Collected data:
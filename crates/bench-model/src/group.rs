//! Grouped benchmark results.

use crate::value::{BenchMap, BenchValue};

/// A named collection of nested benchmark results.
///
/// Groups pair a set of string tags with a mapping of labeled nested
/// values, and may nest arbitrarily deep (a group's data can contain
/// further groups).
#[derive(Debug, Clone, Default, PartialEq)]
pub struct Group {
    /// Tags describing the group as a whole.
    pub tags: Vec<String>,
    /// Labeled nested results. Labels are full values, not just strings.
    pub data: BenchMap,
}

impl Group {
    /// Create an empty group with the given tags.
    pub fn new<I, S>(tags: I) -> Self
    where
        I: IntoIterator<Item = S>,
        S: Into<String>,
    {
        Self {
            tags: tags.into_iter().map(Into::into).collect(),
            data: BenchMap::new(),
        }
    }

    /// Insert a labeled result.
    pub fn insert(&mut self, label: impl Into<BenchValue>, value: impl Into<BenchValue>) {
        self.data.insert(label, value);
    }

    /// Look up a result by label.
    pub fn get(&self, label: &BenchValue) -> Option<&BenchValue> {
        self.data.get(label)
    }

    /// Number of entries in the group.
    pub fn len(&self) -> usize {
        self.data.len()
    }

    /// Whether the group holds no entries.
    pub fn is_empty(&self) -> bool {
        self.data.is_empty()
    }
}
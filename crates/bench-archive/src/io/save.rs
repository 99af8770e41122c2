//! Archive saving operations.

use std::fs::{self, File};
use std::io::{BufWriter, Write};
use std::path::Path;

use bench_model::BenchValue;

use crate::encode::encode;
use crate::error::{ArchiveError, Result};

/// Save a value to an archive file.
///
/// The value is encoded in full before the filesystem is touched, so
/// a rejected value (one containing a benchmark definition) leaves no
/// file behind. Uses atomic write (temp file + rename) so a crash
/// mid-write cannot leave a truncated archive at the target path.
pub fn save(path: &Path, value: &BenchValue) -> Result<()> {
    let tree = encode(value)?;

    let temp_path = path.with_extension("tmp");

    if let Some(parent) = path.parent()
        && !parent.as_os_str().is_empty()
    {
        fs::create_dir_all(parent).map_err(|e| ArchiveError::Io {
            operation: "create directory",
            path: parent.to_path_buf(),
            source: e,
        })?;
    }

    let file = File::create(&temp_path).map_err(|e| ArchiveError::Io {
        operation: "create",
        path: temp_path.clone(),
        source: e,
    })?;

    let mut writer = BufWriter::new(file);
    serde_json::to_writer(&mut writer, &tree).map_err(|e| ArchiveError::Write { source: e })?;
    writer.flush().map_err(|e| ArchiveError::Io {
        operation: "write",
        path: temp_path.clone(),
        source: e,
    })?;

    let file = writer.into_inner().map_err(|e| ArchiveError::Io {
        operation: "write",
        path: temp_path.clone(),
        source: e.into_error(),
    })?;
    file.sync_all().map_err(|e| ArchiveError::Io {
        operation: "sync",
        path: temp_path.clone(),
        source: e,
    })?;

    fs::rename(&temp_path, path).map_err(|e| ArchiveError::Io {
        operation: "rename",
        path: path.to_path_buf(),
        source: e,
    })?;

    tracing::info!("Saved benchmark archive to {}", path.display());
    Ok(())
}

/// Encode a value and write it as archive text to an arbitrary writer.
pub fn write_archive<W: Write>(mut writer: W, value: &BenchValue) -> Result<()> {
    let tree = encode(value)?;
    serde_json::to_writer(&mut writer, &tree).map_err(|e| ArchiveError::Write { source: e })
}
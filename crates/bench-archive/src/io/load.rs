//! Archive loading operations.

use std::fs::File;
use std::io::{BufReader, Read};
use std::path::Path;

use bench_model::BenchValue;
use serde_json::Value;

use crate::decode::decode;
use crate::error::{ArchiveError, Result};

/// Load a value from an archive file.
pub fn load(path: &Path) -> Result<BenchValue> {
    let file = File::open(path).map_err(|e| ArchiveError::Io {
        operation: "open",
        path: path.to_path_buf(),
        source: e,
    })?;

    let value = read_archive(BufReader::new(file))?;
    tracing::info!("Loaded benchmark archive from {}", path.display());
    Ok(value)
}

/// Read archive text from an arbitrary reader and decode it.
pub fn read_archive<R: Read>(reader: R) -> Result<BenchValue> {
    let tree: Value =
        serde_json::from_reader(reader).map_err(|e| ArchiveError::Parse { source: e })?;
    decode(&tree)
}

(EXERCISE INSTRUCTIONS) Bring together each line above where the string "BufWriter" turns up.

(ANSWER TO THIS EXERCISE)
use std::io::{BufWriter, Write};
    let mut writer = BufWriter::new(file);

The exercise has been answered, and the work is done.